The present study had two limitations. First, it only evaluated the effect of sugammadex on coagulation profiles. The ultimate goal of a coagulation test is to predict or confirm whether a patient has a tendency to bleed. Therefore, a coagulation profile with postoperative bleeding volume is informative and meaningful. However, we did not confirm these parameters. Measuring the exact postoperative bleeding volume without any bias or error is difficult. Intra- or postoperative management, including surgical technique, drugs, and fluids, affect the coagulation profile and bleeding volume. If surgery with a high-risk of bleeding was chosen for the study, the effect of sugammadex on the coagulation profile with postoperative blood loss and related complications would be noticeable. However, the intervention or management of bleeding could be a confounding factor, hindering the interpretation of the pure effect of sugammadex on the coagulation profile.
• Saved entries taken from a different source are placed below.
use std::fmt;
use std::str::FromStr;

use serde::{Deserialize, Serialize};

use crate::errors::ModelError;

/// Access category a session grants. The set is fixed.
#[derive(Debug, Clone, Copy, PartialEq, Eq, Hash, PartialOrd, Ord, Serialize, Deserialize)]
#[serde(rename_all = "lowercase")]
pub enum Role {
    Patient,
    Doctor,
    Staff,
    Laboratory,
    Admin,
}

impl Role {
    pub const ALL: [Role; 5] = [Role::Patient, Role::Doctor, Role::Staff, Role::Laboratory, Role::Admin];

    pub fn as_str(&self) -> &'static str {
        match self {
            Role::Patient => "patient",
            Role::Doctor => "doctor",
            Role::Staff => "staff",
            Role::Laboratory => "laboratory",
            Role::Admin => "admin",
        }
    }

    /// Staff log in with a staff ID; everyone else uses an email address.
    pub fn identifier_label(&self) -> &'static str {
        match self {
            Role::Staff => "staff ID",
            _ => "email",
        }
    }
}

impl fmt::Display for Role {
    fn fmt(&self, f: &mut fmt::Formatter<'_>) -> fmt::Result {
        f.write_str(self.as_str())
    }
}

impl FromStr for Role {
    type Err = ModelError;

    fn from_str(s: &str) -> Result<Self, Self::Err> {
        let wanted = s.trim();
        Role::ALL
            .into_iter()
            .find(|r| r.as_str().eq_ignore_ascii_case(wanted))
            .ok_or_else(|| ModelError::UnknownRole(s.to_string()))
    }
}

#[cfg(test)]
mod tests {
    use super::*;

    #[test]
    fn parses_case_insensitively() {
        assert_eq!("Doctor".parse::<Role>().unwrap(), Role::Doctor);
        assert_eq!(" laboratory ".parse::<Role>().unwrap(), Role::Laboratory);
        assert_eq!("nurse".parse::<Role>(), Err(ModelError::UnknownRole("nurse".into())));
    }

    #[test]
    fn serializes_lowercase() {
        assert_eq!(serde_json::to_string(&Role::Admin).unwrap(), "\"admin\"");
        let r: Role = serde_json::from_str("\"staff\"").unwrap();
        assert_eq!(r, Role::Staff);
        assert!(serde_json::from_str::<Role>("\"Staff\"").is_err());
    }
}
//! Auth module: collaborator seam, session resolution and navigation guarding.
//!
//! The authentication service itself is external; this module only verifies
//! credentials through an [`AuthCollaborator`] and turns the answer into a
//! role-checked session.

pub mod collaborator;
pub mod domain;
pub mod errors;
pub mod guard;
pub mod http;
pub mod resolver;

pub use collaborator::AuthCollaborator;
pub use guard::{GuardDenial, NavigationGuard};
pub use http::HttpAuthCollaborator;
pub use resolver::{Resolution, ResolverConfig, ResolverState, RestoreOutcome, SessionResolver};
Therefore, we enrolled healthy patients, without any risk of bleeding, undergoing arthroscopic shoulder surgery, with a low-risk of bleeding to minimize interruptions in intraoperative management (standardization of intraoperative management, including drugs and fluids). Second, the degree of neuromuscular blockade was moderate, not deep, in the present study, and 4 mg/kg sugammadex was administered for moderate neuromuscular blockade. It is not clear whether the excessive dose of sugammadex resulted in the prolongation of PT and R time. Further study of the effects of higher-dose sugammadex administered appropriately for neuromuscular blockade on coagulation would provide more definitive information.

In conclusion, the conventional doses of 2 or 4 mg/kg sugammadex prolonged PT. Sugammadex 4 mg/kg also prolonged R time, derived by TEG, although the value was within the normal range. Therefore, the higher sugammadex dose should be used cautiously, especially in patients with a high risk of bleeding, because it was associated with reduced coagulation.